We don't remember anything about the process, because we were kids.

So we don't remember the teachers letting certain girls make fun of the boys in first grade, and that our young minds decided that "girls are mean and don't get in trouble for it".
We don't remember that certain boys bullied the girls every day in second grade, and our young minds decided that "boys are bullies and don't get in trouble for it".
We don't connect that time in third grade when three brothers ambushed us and beat us up to the way we give "extra respect" to men who act "tough". (We think it's respect, but it's really fear from a suppressed memory.)

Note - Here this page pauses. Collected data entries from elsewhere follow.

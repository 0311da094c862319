//! Subscriber setup for the binary. Library crates log through `log`;
//! the `fmt` subscriber picks those records up via its `tracing-log`
//! bridge.

use std::sync::Once;

use tracing_subscriber::{EnvFilter, fmt, prelude::*};

static INIT: Once = Once::new();

/// Install the global subscriber.
///
/// Reads `WARPMAZE_LOG` for filter directives, e.g.
/// `WARPMAZE_LOG=warpmaze_paths=debug,warpmaze_lab=info`. `verbose` raises
/// the fallback to debug when the variable is unset. Safe to call more than
/// once.
pub fn init(verbose: bool) {
    INIT.call_once(|| {
        let fallback = if verbose {
            "warpmaze_paths=debug,warpmaze_lab=debug,warpmaze=debug"
        } else {
            "warpmaze_lab=info,warpmaze=info"
        };
        let filter =
            EnvFilter::try_from_env("WARPMAZE_LOG").unwrap_or_else(|_| EnvFilter::new(fallback));

        tracing_subscriber::registry()
            .with(fmt::layer().with_target(true).with_writer(std::io::stderr))
            .with(filter)
            .init();
    });
}
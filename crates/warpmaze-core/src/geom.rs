//! Geometry primitives: [`Coord`] and [`Bounds`].
//!
//! Coordinates are `(row, column)` pairs. Rows grow downwards and columns
//! grow to the right, so "up" is `row - 1`.

use std::fmt;
use std::ops::Add;

// ---------------------------------------------------------------------------
// Coord
// ---------------------------------------------------------------------------

/// A `(row, column)` grid coordinate.
///
/// Components are signed so that neighbor candidates of border cells can be
/// formed before the bounds check rejects them.
#[derive(Copy, Clone, Debug, Default, PartialEq, Eq, Hash)]
#[cfg_attr(feature = "serde", derive(serde::Serialize, serde::Deserialize))]
pub struct Coord {
    pub row: i32,
    pub col: i32,
}

impl Coord {
    /// Unit offsets in expansion order: up, right, down, left.
    pub const CARDINALS: [Coord; 4] = [
        Coord::new(-1, 0),
        Coord::new(0, 1),
        Coord::new(1, 0),
        Coord::new(0, -1),
    ];

    /// Create a new coordinate.
    #[inline]
    pub const fn new(row: i32, col: i32) -> Self {
        Self { row, col }
    }

    /// The four axis-aligned neighbours in the order up, right, down, left.
    #[inline]
    pub fn neighbors_4(self) -> [Coord; 4] {
        Self::CARDINALS.map(|d| self + d)
    }
}

// --- trait impls for Coord ---

impl PartialOrd for Coord {
    fn partial_cmp(&self, other: &Self) -> Option<std::cmp::Ordering> {
        Some(self.cmp(other))
    }
}

impl Ord for Coord {
    fn cmp(&self, other: &Self) -> std::cmp::Ordering {
        self.row.cmp(&other.row).then(self.col.cmp(&other.col))
    }
}

impl fmt::Display for Coord {
    fn fmt(&self, f: &mut fmt::Formatter<'_>) -> fmt::Result {
        write!(f, "({}, {})", self.row, self.col)
    }
}

impl Add for Coord {
    type Output = Self;
    #[inline]
    fn add(self, rhs: Self) -> Self {
        Self::new(self.row + rhs.row, self.col + rhs.col)
    }
}

// ---------------------------------------------------------------------------
// Bounds
// ---------------------------------------------------------------------------

/// A `height × width` rectangle anchored at the origin.
///
/// Contains every coordinate with `0 <= row < height` and
/// `0 <= col < width`.
#[derive(Copy, Clone, Debug, Default, PartialEq, Eq, Hash)]
#[cfg_attr(feature = "serde", derive(serde::Serialize, serde::Deserialize))]
pub struct Bounds {
    pub height: i32,
    pub width: i32,
}

impl Bounds {
    /// Create new bounds. Negative dimensions are clamped to zero.
    #[inline]
    pub fn new(height: i32, width: i32) -> Self {
        Self {
            height: height.max(0),
            width: width.max(0),
        }
    }

    /// Total number of cells.
    #[inline]
    pub fn len(self) -> usize {
        (self.height as usize) * (self.width as usize)
    }

    /// Whether the bounds have zero area.
    #[inline]
    pub fn is_empty(self) -> bool {
        self.height == 0 || self.width == 0
    }

    /// Whether `c` lies inside the bounds.
    #[inline]
    pub fn contains(self, c: Coord) -> bool {
        c.row >= 0 && c.row < self.height && c.col >= 0 && c.col < self.width
    }

    /// Row-major flat index of `c`, or `None` if out of bounds.
    #[inline]
    pub fn index(self, c: Coord) -> Option<usize> {
        if !self.contains(c) {
            return None;
        }
        Some(c.row as usize * self.width as usize + c.col as usize)
    }

    /// Convert a flat row-major index back to a coordinate.
    #[inline]
    pub fn coord(self, idx: usize) -> Coord {
        let w = self.width.max(1) as usize;
        Coord::new((idx / w) as i32, (idx % w) as i32)
    }

    /// Row-major iterator over every coordinate.
    #[inline]
    pub fn iter(self) -> BoundsIter {
        BoundsIter {
            bounds: self,
            next: 0,
        }
    }
}

impl IntoIterator for Bounds {
    type Item = Coord;
    type IntoIter = BoundsIter;
    #[inline]
    fn into_iter(self) -> BoundsIter {
        self.iter()
    }
}

impl fmt::Display for Bounds {
    fn fmt(&self, f: &mut fmt::Formatter<'_>) -> fmt::Result {
        write!(f, "{}x{}", self.height, self.width)
    }
}

// ---------------------------------------------------------------------------
// BoundsIter
// ---------------------------------------------------------------------------

/// Row-major iterator over the coordinates in a [`Bounds`].
#[derive(Clone, Debug)]
pub struct BoundsIter {
    bounds: Bounds,
    next: usize,
}

impl Iterator for BoundsIter {
    type Item = Coord;

    #[inline]
    fn next(&mut self) -> Option<Coord> {
        if self.next >= self.bounds.len() {
            return None;
        }
        let c = self.bounds.coord(self.next);
        self.next += 1;
        Some(c)
    }

    fn size_hint(&self) -> (usize, Option<usize>) {
        let remaining = self.bounds.len().saturating_sub(self.next);
        (remaining, Some(remaining))
    }
}

impl ExactSizeIterator for BoundsIter {}
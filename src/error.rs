// src/error.rs
// Error types for startup, configuration and seed loading

use thiserror::Error;

/// Main error type for the pattern-radar library.
///
/// The store itself never fails; these cover everything around it.
#[derive(Error, Debug)]
pub enum PatternError {
    #[error("invalid input: {0}")]
    InvalidInput(String),

    #[error("configuration error: {0}")]
    Config(String),

    #[error("I/O error: {0}")]
    Io(#[from] std::io::Error),

    #[error("JSON serialization error: {0}")]
    Json(#[from] serde_json::Error),

    #[error("TOML parse error: {0}")]
    Toml(#[from] toml::de::Error),
}

/// Convenience type alias for Result using PatternError
pub type Result<T> = std::result::Result<T, PatternError>;

#[cfg(test)]
mod tests {
    use super::*;

    #[test]
    fn test_invalid_input_error() {
        let err = PatternError::InvalidInput("id is required".to_string());
        assert!(err.to_string().contains("invalid input"));
        assert!(err.to_string().contains("id is required"));
    }

    #[test]
    fn test_config_error() {
        let err = PatternError::Config("unknown sample data set".to_string());
        assert!(err.to_string().contains("configuration error"));
    }

    #[test]
    fn test_from_io_error() {
        let io_err = std::io::Error::new(std::io::ErrorKind::NotFound, "file not found");
        let err: PatternError = io_err.into();
        assert!(matches!(err, PatternError::Io(_)));
        assert!(err.to_string().contains("I/O error"));
    }

    #[test]
    fn test_from_json_error() {
        let json_err = serde_json::from_str::<i32>("not json").unwrap_err();
        let err: PatternError = json_err.into();
        assert!(matches!(err, PatternError::Json(_)));
        assert!(err.to_string().contains("JSON"));
    }

    #[test]
    fn test_from_toml_error() {
        let toml_err = toml::from_str::<toml::Value>("port = ").unwrap_err();
        let err: PatternError = toml_err.into();
        assert!(matches!(err, PatternError::Toml(_)));
    }
}
// src/web/api/mod.rs
// REST API handlers

mod operations;
mod patterns;

use axum::{Json, extract::State};
use serde_json::{Value, json};

use crate::web::state::AppState;

// Re-export all handlers for router compatibility
pub use operations::{Operation, run_operation};
pub use patterns::{
    DeleteResponse, PatternsResponse, create_pattern, delete_pattern, get_pattern, list_patterns,
    patterns_by_quadrant, patterns_by_ring, update_pattern,
};

// ═══════════════════════════════════════
// HEALTH
// ═══════════════════════════════════════

pub async fn health(State(state): State<AppState>) -> Json<Value> {
    Json(json!({
        "status": "ok",
        "version": env!("CARGO_PKG_VERSION"),
        "patterns": state.store.len(),
    }))
}
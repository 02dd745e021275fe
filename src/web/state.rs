// src/web/state.rs
// Web server state management

use std::sync::Arc;

use crate::store::PatternStore;

/// Shared application state
#[derive(Clone)]
pub struct AppState {
    /// The process-wide pattern catalog
    pub store: Arc<PatternStore>,
}

impl AppState {
    pub fn new(store: Arc<PatternStore>) -> Self {
        Self { store }
    }
}
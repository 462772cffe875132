//! Core library for the daily trivia viewer.
//!
//! Provides:
//! - Parser for tab-separated daily trivia files
//! - Date keys and the data/image paths derived from them
//! - The session state machine (active card, progressive reveal)
//! - The `CardSource` fetch abstraction

pub mod date;
pub mod error;
pub mod parser;
pub mod session;
pub mod source;
pub mod types;
pub mod viewer;

pub use date::{DateKey, PLACEHOLDER_IMAGE};
pub use error::{FetchError, LoadError, ParseError, Result};
pub use parser::parse;
pub use session::{RevealEntry, RevealState, RevealStep, RevealedQuestion, Session, SessionView};
pub use source::{CardSource, MemorySource};
pub use types::{Card, CardSet, Question, CARDS_PER_SET, QUESTIONS_PER_CARD};
pub use viewer::{FailurePolicy, LoadTicket, Status, Viewer};
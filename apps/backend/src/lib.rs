pub mod config;
pub mod error;
pub mod models;
pub mod routes;
pub mod services;

use std::sync::Arc;

use axum::{
    routing::{get, post},
    Router,
};
use tokio::sync::Mutex;
use tower_http::cors::CorsLayer;
use tower_http::services::{ServeDir, ServeFile};
use tower_http::trace::TraceLayer;
use tracing_subscriber::{layer::SubscriberExt, util::SubscriberInitExt};
use trivia_core::{CardSource, Viewer, PLACEHOLDER_IMAGE};

use crate::config::Config;
use crate::services::source::DataSource;

/// Shared application state
#[derive(Clone)]
pub struct AppState {
    pub viewer: Arc<Mutex<Viewer>>,
    pub source: Arc<DataSource>,
}

impl AppState {
    pub fn new(config: &Config) -> Self {
        Self {
            viewer: Arc::new(Mutex::new(Viewer::new(config.failure_policy))),
            source: Arc::new(DataSource::from_config(config)),
        }
    }
}

/// Build the full router: JSON API plus static data and image files.
pub fn router(state: AppState, config: &Config) -> Router {
    let placeholder = config
        .images_dir
        .join(PLACEHOLDER_IMAGE.trim_start_matches("images/"));
    let images = ServeDir::new(&config.images_dir).fallback(ServeFile::new(placeholder));

    Router::new()
        .route("/health", get(routes::health_check))
        .route("/api/session", get(routes::session::current))
        .route("/api/session/load", post(routes::session::load))
        .route("/api/session/reveal", post(routes::session::reveal))
        .route("/api/session/next", post(routes::session::next_card))
        .route("/api/session/previous", post(routes::session::previous_card))
        .nest_service("/data", ServeDir::new(&config.data_dir))
        .nest_service("/images", images)
        .layer(CorsLayer::permissive())
        .layer(TraceLayer::new_for_http())
        .with_state(state)
}

/// Load the configured initial date. A failure is logged, not fatal.
pub async fn load_initial(state: &AppState, date: &str) {
    let ticket = state.viewer.lock().await.begin_load(date);
    let fetched = state.source.fetch(ticket.date()).await;

    let mut viewer = state.viewer.lock().await;
    match viewer.finish_load(ticket, fetched) {
        Ok(session) => tracing::info!("Initial flashcards loaded for {}", session.date()),
        Err(e) => tracing::error!("Initialization failed: {}", e),
    }
}

pub async fn run() -> anyhow::Result<()> {
    dotenvy::dotenv().ok();

    tracing_subscriber::registry()
        .with(tracing_subscriber::EnvFilter::new(
            std::env::var("RUST_LOG").unwrap_or_else(|_| "info".into()),
        ))
        .with(tracing_subscriber::fmt::layer())
        .init();

    let config = Config::from_env()?;
    tracing::info!(
        "Serving data from {} and images from {}",
        config.data_dir.display(),
        config.images_dir.display()
    );

    let state = AppState::new(&config);
    load_initial(&state, &config.initial_date).await;

    let app = router(state, &config);
    let addr = config.addr();

    tracing::info!("Starting server on {}", addr);

    let listener = tokio::net::TcpListener::bind(&addr).await?;
    axum::serve(listener, app).await?;

    Ok(())
}
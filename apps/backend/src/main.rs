#[tokio::main]
async fn main() -> anyhow::Result<()> {
    daily_trivia_backend::run().await
}
//! Card sources backed by the local filesystem or a remote static host.

use std::path::PathBuf;

use trivia_core::{CardSource, DateKey, FetchError};

use crate::config::{Config, SourceConfig};

/// Reads `<root>/<YYYYMM>/<YYYYMMDD>.txt`.
#[derive(Debug, Clone)]
pub struct FsCardSource {
    root: PathBuf,
}

impl FsCardSource {
    pub fn new(root: impl Into<PathBuf>) -> Self {
        Self { root: root.into() }
    }

    /// Components are joined one by one so an empty year-month stays
    /// under the root.
    pub fn path_for(&self, date: &DateKey) -> PathBuf {
        self.root
            .join(date.year_month())
            .join(format!("{}.txt", date.file_date()))
    }
}

impl CardSource for FsCardSource {
    fn name(&self) -> &'static str {
        "fs"
    }

    async fn fetch(&self, date: &DateKey) -> Result<String, FetchError> {
        let path = self.path_for(date);
        tracing::debug!("Reading {}", path.display());

        let bytes = tokio::fs::read(&path).await.map_err(|e| {
            let path = path.display().to_string();
            match e.kind() {
                std::io::ErrorKind::NotFound => FetchError::NotFound { path },
                _ => FetchError::Io {
                    path,
                    message: e.to_string(),
                },
            }
        })?;

        // Decode like an HTTP body: invalid bytes become U+FFFD.
        Ok(String::from_utf8_lossy(&bytes).into_owned())
    }
}

/// GETs `<base_url>/data/<YYYYMM>/<YYYYMMDD>.txt`.
#[derive(Debug, Clone)]
pub struct HttpCardSource {
    client: reqwest::Client,
    base_url: String,
}

impl HttpCardSource {
    pub fn new(base_url: impl Into<String>) -> Self {
        Self {
            client: reqwest::Client::new(),
            base_url: base_url.into().trim_end_matches('/').to_string(),
        }
    }

    pub fn url_for(&self, date: &DateKey) -> String {
        format!("{}/{}", self.base_url, date.data_path())
    }
}

impl CardSource for HttpCardSource {
    fn name(&self) -> &'static str {
        "http"
    }

    async fn fetch(&self, date: &DateKey) -> Result<String, FetchError> {
        let url = self.url_for(date);
        tracing::debug!("Fetching {}", url);

        let response = self
            .client
            .get(&url)
            .send()
            .await
            .map_err(|e| FetchError::Transport(e.to_string()))?;

        let status = response.status();
        if !status.is_success() {
            return Err(FetchError::Status {
                status: status.as_u16(),
                url,
            });
        }

        response
            .text()
            .await
            .map_err(|e| FetchError::Transport(e.to_string()))
    }
}

/// The configured source.
#[derive(Debug, Clone)]
pub enum DataSource {
    Fs(FsCardSource),
    Http(HttpCardSource),
}

impl DataSource {
    pub fn from_config(config: &Config) -> Self {
        match &config.source {
            SourceConfig::Fs => Self::Fs(FsCardSource::new(config.data_dir.clone())),
            SourceConfig::Http { base_url } => Self::Http(HttpCardSource::new(base_url.as_str())),
        }
    }
}

impl CardSource for DataSource {
    fn name(&self) -> &'static str {
        match self {
            Self::Fs(s) => s.name(),
            Self::Http(s) => s.name(),
        }
    }

    async fn fetch(&self, date: &DateKey) -> Result<String, FetchError> {
        match self {
            Self::Fs(s) => s.fetch(date).await,
            Self::Http(s) => s.fetch(date).await,
        }
    }
}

We don't remember that some adults around us were always making racial slurs, or putting those of a different color down, and that's the reason we see those of a different race in a negative light.
We don't remember adults separating children by gender, and we don't connect the adults making insulting remarks about one sex or the other with our own prejudices.
We don't remember that everyone listened whenever one person spoke, but ignored, argued, or rudely interrupted whenever another person spoke, which shaped our perception of "who to listen to" and "who to ignore".
We forgot about how when one person made jokes, everyone giggled and laughed, even if it wasn't funny or they didn't get it, just to fit in and be accepted as one of the gang. We don't connect that this imprinted in our subconscious "Who Is Allowed To Be Funny".
We don't remember that adults PURPOSELY taught certain kids how to do certain things, and didn't ALLOW other kids to participate in learning, doing, or practicing those things. We end up believing that some people are NATURALLY capable of this or that, and NATURALLY INCAPABLE of this or that, instead of remembering that it was all ORCHESTRATED.

We even think we ourselves are incapable of many things because of our childhood experiences and "training".
This is how conditioning works. Some of it is done on purpose, some of it is done inadvertently because of the conditioning that older people already went through. All of it could be healed if people wanted to heal it, but many want to stay in their illusion because they're used to it, or because they see it as giving them power. What it really does is cripples the human spirit, halting true progress and peace.